Professor Deliang Zhang’s research has enabled him to develop a method of producing high-quality titanium alloy powders suitable for processing into commercial products such as combustion engine components.

Producing titanium-based alloy powders

The process uses aluminium and titanium dioxide powders along with other materials and involves the combination of several physical and chemical procedures. This alternative method of producing titanium-based alloys is potentially a major breakthrough due primarily to its low cost. Titanox Development Ltd has been established to scale up and commercialise the process.


One application being investigated by Professor Zhang’s team involves plasma-coating steel dies (used in the aluminium fabrication industry) with Ti-Al alloy powders. Exposure over time to molten aluminium causes surface damage to the dies. By plasma-coating them with a Ti-Al based alloy, the life of the dies is extended, resulting in lower production costs.

Another focus has been on the production of combustion-engine components such as valve rockers. By using Ti-Al based alloys, the overall weight of the engine is reduced, the wear life of the component is extended and the power to weight ratio in engine performance improved.

Problems encountered

In the production process step involving the strong heating of the TiO2/Al mixture, it is essential to keep oxygen out of the system. The presence of oxygen, even in small amounts, can result in a brittle end product. The strong heating is carried out in an oxygen-free inert argon gas atmosphere.

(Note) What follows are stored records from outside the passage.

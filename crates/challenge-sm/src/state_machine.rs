//! Generic state machine infrastructure.
//!
//! This module provides the output type and the trait that the challenge state machine
//! implements, so that callers and the test harness can drive it uniformly.

/// Generic output from a state machine after processing an event.
///
/// - `duties`: actions that need to be executed externally
/// - `signals`: notifications about what the transition did
///
/// # Type Parameters
///
/// - `D`: The duty type specific to the state machine
/// - `S`: The signal type specific to the state machine
#[derive(Debug, Clone, PartialEq, Eq)]
pub struct SMOutput<D, S> {
    /// The duties that need to be performed by external executors.
    pub duties: Vec<D>,
    /// The signals emitted by the transition.
    pub signals: Vec<S>,
}

impl<D, S> SMOutput<D, S> {
    /// Creates an output with only signals.
    pub const fn with_signals(signals: Vec<S>) -> Self {
        Self {
            duties: Vec::new(),
            signals,
        }
    }

    /// Creates an output with both duties and signals.
    pub const fn with_duties_and_signals(duties: Vec<D>, signals: Vec<S>) -> Self {
        Self { duties, signals }
    }
}

/// Trait for state machines that advance in response to discrete events.
///
/// # Example
///
/// ```ignore
/// impl StateMachine for Challenge {
///     type Config = ChallengeParams;
///     type Duty = ChallengeDuty;
///     type OutgoingSignal = ChallengeSignal;
///     type Event = ChallengeEvent;
///     type Error = ChallengeError;
///
///     fn process_event(&mut self, cfg: &Self::Config, event: Self::Event)
///         -> Result<SMOutput<Self::Duty, Self::OutgoingSignal>, Self::Error>
///     {
///         // Implementation
///     }
/// }
/// ```
pub trait StateMachine {
    /// The static configuration every transition is evaluated against.
    type Config;

    /// The type of duties this state machine can emit.
    type Duty;

    /// The type of signals this state machine can emit.
    type OutgoingSignal;

    /// The type of events this state machine can process.
    type Event;

    /// The error type returned when event processing fails.
    type Error;

    /// Processes an event and returns the output (duties and signals) or an error.
    ///
    /// Implementations must leave the state untouched when returning an error.
    fn process_event(
        &mut self,
        cfg: &Self::Config,
        event: Self::Event,
    ) -> Result<SMOutput<Self::Duty, Self::OutgoingSignal>, Self::Error>;
}
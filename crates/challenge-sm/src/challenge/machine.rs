//! The Challenge State Machine.
//!
//! Responsible for creating challenges and advancing them in response to the moves of the two
//! participants, producing the signals that describe each move and the duty to report the winner.

use challenge_params::prelude::ChallengeParams;
use challenge_primitives::{
    machine::MachineStatus,
    state_hash::hash_block_state,
    types::{Bytes32, CallContext},
};
use tracing::{info, warn};

use crate::{
    challenge::{
        duties::ChallengeDuty,
        events::{ChallengeEvent, CreateChallenge},
        signals::ChallengeSignal,
        state::{Challenge, ChallengeMode, Participant},
    },
    errors::{ChallengeError, ChallengeResult},
    segments::SegmentSelection,
    state_machine::{SMOutput, StateMachine},
};

/// The output of the Challenge State Machine after processing an event.
pub type ChallengeOutput = SMOutput<ChallengeDuty, ChallengeSignal>;

/// The step a one-step proof has to execute, as committed in the challenge.
#[derive(Debug, Clone, Copy, PartialEq, Eq)]
pub struct OneStepClaim {
    /// Index of the contested machine step.
    pub step: u64,
    /// The committed machine hash before the step.
    pub before_hash: Bytes32,
}

impl StateMachine for Challenge {
    type Config = ChallengeParams;
    type Duty = ChallengeDuty;
    type OutgoingSignal = ChallengeSignal;
    type Event = ChallengeEvent;
    type Error = ChallengeError;

    fn process_event(
        &mut self,
        cfg: &Self::Config,
        event: Self::Event,
    ) -> Result<SMOutput<Self::Duty, Self::OutgoingSignal>, Self::Error> {
        let kind = event.kind();
        let sender = event.ctx().sender;

        let result = match event {
            ChallengeEvent::Bisect(bisect) => self.process_bisect(cfg, bisect),
            ChallengeEvent::ChallengeExecution(execution) => {
                self.process_challenge_execution(cfg, execution)
            }
            ChallengeEvent::OneStepProved(proved) => self.process_one_step_proved(proved),
            ChallengeEvent::Timeout(timeout) => self.process_timeout(timeout),
            ChallengeEvent::Clear(clear) => self.process_clear(clear),
        };

        if let Err(err) = &result {
            warn!(event = kind, %sender, mode = %self.mode, %err, "rejected challenge event");
        }

        result
    }
}

impl Challenge {
    /// Opens a new block challenge.
    ///
    /// The challenger moves first. The initial round commits to the block states at both ends of
    /// the disputed range as a single segment over `[0, num_blocks)`.
    pub fn create(
        ctx: &CallContext,
        args: CreateChallenge,
    ) -> ChallengeResult<(Self, ChallengeOutput)> {
        if args.num_blocks == 0 {
            return Err(ChallengeError::EmptyBlockRange);
        }

        let [start_status, end_status] = args.start_and_end_machine_statuses;
        let [start_state, end_state] = args.start_and_end_global_states;

        let segments = vec![
            hash_block_state(start_status, start_state.hash())?,
            hash_block_state(end_status, end_state.hash())?,
        ];

        let mut max_inbox_messages = end_state.inbox_position();
        if end_status == MachineStatus::Errored || end_state.position_in_message() > 0 {
            max_inbox_messages = max_inbox_messages.saturating_add(1);
        }

        let mut challenge = Challenge {
            current: Participant::new(args.challenger, args.challenger_time_left),
            next: Participant::new(args.asserter, args.asserter_time_left),
            last_move_timestamp: ctx.timestamp,
            wasm_module_root: args.wasm_module_root,
            challenge_state_hash: Bytes32::ZERO,
            max_inbox_messages,
            mode: ChallengeMode::Block,
        };

        let initiated = ChallengeSignal::InitiatedChallenge {
            start_state,
            end_state,
        };
        let bisected = challenge.complete_bisection(0, args.num_blocks, segments);

        info!(
            asserter = %args.asserter,
            challenger = %args.challenger,
            num_blocks = args.num_blocks,
            %start_status,
            %end_status,
            "created block challenge"
        );

        Ok((
            challenge,
            ChallengeOutput::with_signals(vec![initiated, bisected]),
        ))
    }

    /// Validates a one-step proof move and returns the step the prover has to execute.
    ///
    /// This does not change the challenge. The prover's result is fed back as
    /// [`ChallengeEvent::OneStepProved`].
    pub fn one_step_claim(
        &self,
        ctx: &CallContext,
        selection: &SegmentSelection,
    ) -> ChallengeResult<OneStepClaim> {
        let segment = self.check_move(
            ctx,
            selection,
            Some(ChallengeMode::Execution),
            "OneStepProve",
        )?;

        if segment.length != 1 {
            return Err(ChallengeError::DegenerateSelection {
                reason: "one-step proofs require a single step",
            });
        }

        Ok(OneStepClaim {
            step: segment.start,
            before_hash: selection.start_hash()?,
        })
    }
}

Another problem encountered is in producing components with no cavities remaining within the structure. The presence of cavities affects mechanical properties such as ductility. Powder forging techniques are being developed to ensure that the final product has maximum density with no cavities present.

Nature of science

Scientists often work collaboratively across a wide range of disciplines. The materials engineering field requires the input of knowledge from specialist disciplines such as chemistry, physics, mathematics, mechanical engineering and technical support.